Revision history for this message
In , Knut-petersen (knut-petersen) wrote :

I suspect that this bug is related to Bug 36147

Test if reverting commit cc930a37612341a1f2457adb339523c215879d82
helps

Revision history for this message
In , Chris Wilson (ickle) wrote :

Bryce, I'm confident that Knut identified the same issue and so disabling relaxed-fencing for the release should fix these as well. (I have lingering doubts since we tried the obvious kernel workarounds, but then again I think we may have a fundamental bug in our allocation ala gen2.) Obviously, if I am wrong, let's open the bug again.

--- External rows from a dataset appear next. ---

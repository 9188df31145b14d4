use chrono::NaiveDate;
use tracing::Level;

use crate::cli::args::{Cli, Commands};
use crate::error::Result;
use crate::models::{DateRange, ProductKind, ProductMetadata, ScreenRule};
use crate::processors::{fill_missing_dates, RadiometerScreener, SatelliteScreener};
use crate::readers::{RadiometerReader, SatelliteReader};
use crate::utils::constants::RULE_EXTENSION;
use crate::utils::filename::satellite_product_name;
use crate::utils::progress::ProgressReporter;
use crate::writers::artifact::{load_dataset, load_daterange, load_metadata};
use crate::writers::ArtifactWriter;

pub fn run(cli: Cli) -> Result<()> {
    let level = if cli.verbose { Level::DEBUG } else { Level::INFO };
    tracing_subscriber::fmt().with_max_level(level).init();

    // Artifact directories are owned by this layer, never by the core
    std::fs::create_dir_all(&cli.export_dir)?;
    std::fs::create_dir_all(&cli.output_dir)?;

    match cli.command {
        Commands::Radiometer {
            root,
            validate_only,
        } => {
            println!("Processing radiometer data from {}", root.display());

            let reader = RadiometerReader::new(&root);
            let progress = ProgressReporter::new_spinner("Finding files with retrievals...", false);
            let files = reader.find_retrievals(Some(&progress))?;
            progress.finish_with_message(&format!("Found {} retrieval files", files.len()));

            if validate_only {
                println!("Validation complete - no artifacts written");
                return Ok(());
            }

            let progress =
                ProgressReporter::new(files.len() as u64, "Extracting products...", false);
            let dataset = reader.extract_products(&files, Some(&progress))?;
            progress.finish_with_message("Extraction complete");

            let range = load_daterange(&cli.export_dir)?;
            let dataset = fill_missing_dates(dataset, &range)?;
            let metadata = ProductMetadata::new(ProductKind::Radiometer, files);

            let writer = ArtifactWriter::new(&cli.export_dir);
            let (dataset_path, _) =
                writer.write_dataset(ProductKind::Radiometer.tag(), &dataset, &metadata)?;
            println!(
                "Saved {} records to {}",
                dataset.len(),
                dataset_path.display()
            );
        }

        Commands::Satellite {
            root,
            product,
            radius,
            validate_only,
        } => {
            let product = ProductKind::from_tag(&product)?;
            println!(
                "Processing satellite {} data from {}",
                product,
                root.display()
            );

            let reader = SatelliteReader::new(&root, product, radius as f64)?;
            let files = reader.find_sources()?;
            println!("Found {} swath files", files.len());

            if validate_only {
                println!("Validation complete - no artifacts written");
                return Ok(());
            }

            let progress = ProgressReporter::new(
                files.len() as u64,
                &format!("Extracting {} samples within {} km...", product, radius),
                false,
            );
            let dataset = reader.extract_products(&files, Some(&progress))?;
            progress.finish_with_message("Extraction complete");

            let range = load_daterange(&cli.export_dir)?;
            let dataset = fill_missing_dates(dataset, &range)?;
            let metadata = ProductMetadata::new(product, files);

            let writer = ArtifactWriter::new(&cli.export_dir);
            let name = satellite_product_name(product.tag(), radius);
            let (dataset_path, _) = writer.write_dataset(&name, &dataset, &metadata)?;
            println!(
                "Saved {} records to {}",
                dataset.len(),
                dataset_path.display()
            );
        }

        Commands::Screen {
            dataset,
            filename,
            winter,
        } => {
            let export = ArtifactWriter::new(&cli.export_dir);
            let (dataset_path, metadata_path) = export.find_product_artifacts(&dataset)?;
            let data = load_dataset(&dataset_path)?;
            let metadata = load_metadata(&metadata_path)?;
            println!(
                "Screening {} dataset with {} records",
                metadata.product,
                data.len()
            );

            let rule_path = cli
                .data_dir
                .join(format!("{}.{}", metadata.product.tag(), RULE_EXTENSION));
            let rule = ScreenRule::load(&rule_path)?;
            rule.verify_product(&metadata)?;

            let output = ArtifactWriter::new(&cli.output_dir);
            if metadata.product.is_satellite() {
                let range = load_daterange(&cli.export_dir)?;
                let screener = SatelliteScreener::new(&data, &rule);
                let retained = screener.screen(winter || rule.winter)?;
                println!("Retained {} of {} records", retained.len(), data.len());

                let filled = fill_missing_dates(retained, &range)?;
                let path = output.write_screened(&filename, &filled)?;
                println!("Screened dataset saved to {}", path.display());
            } else {
                let screener = RadiometerScreener::new(&data, &rule);
                let passed = screener.screen();
                let path = output.write_screened(&filename, &passed)?;
                println!("Dataset passed through unfiltered to {}", path.display());
            }
        }

        Commands::Daterange { start, end } => {
            let start = NaiveDate::parse_from_str(&start, "%Y-%m-%d")?;
            let end = NaiveDate::parse_from_str(&end, "%Y-%m-%d")?;
            let range = DateRange::from_bounds(start, end)?;

            let writer = ArtifactWriter::new(&cli.export_dir);
            let path = writer.write_daterange(&range)?;
            println!(
                "Reference date range with {} dates saved to {}",
                range.len(),
                path.display()
            );
        }
    }

    Ok(())
}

commit 686018f283f1d131073ef5917213e6a8ac013f26
Author: Chris Wilson <email address hidden>
Date: Tue Apr 12 08:23:04 2011 +0100

    Turn relaxed-fencing off by default for older (pre-G33) chipsets

    There are still too many unresolved bugs, typically GPU hangs, that are
    related to using relaxed fencing (i.e. only allocating the minimal
    amount of memory required for a buffer) on older hardware, so turn off
    the feature by default for the release.

    Reported-and-tested-by: Knut Petersen <email address hidden>
    Bugzilla: https://bugs.freedesktop.org/show_bug.cgi?id=36147
    Signed-off-by: Chris Wilson <email address hidden>
    Acked-by: Daniel Vetter <email address hidden>

Revision history for this message
In , James Le Cuirot (chewi) wrote :

I can't look too deeply into it right now but it looks like this hasn't fixed it for me. The xf86-video-intel I built definitely included that commit and I was running 2.6.38.2.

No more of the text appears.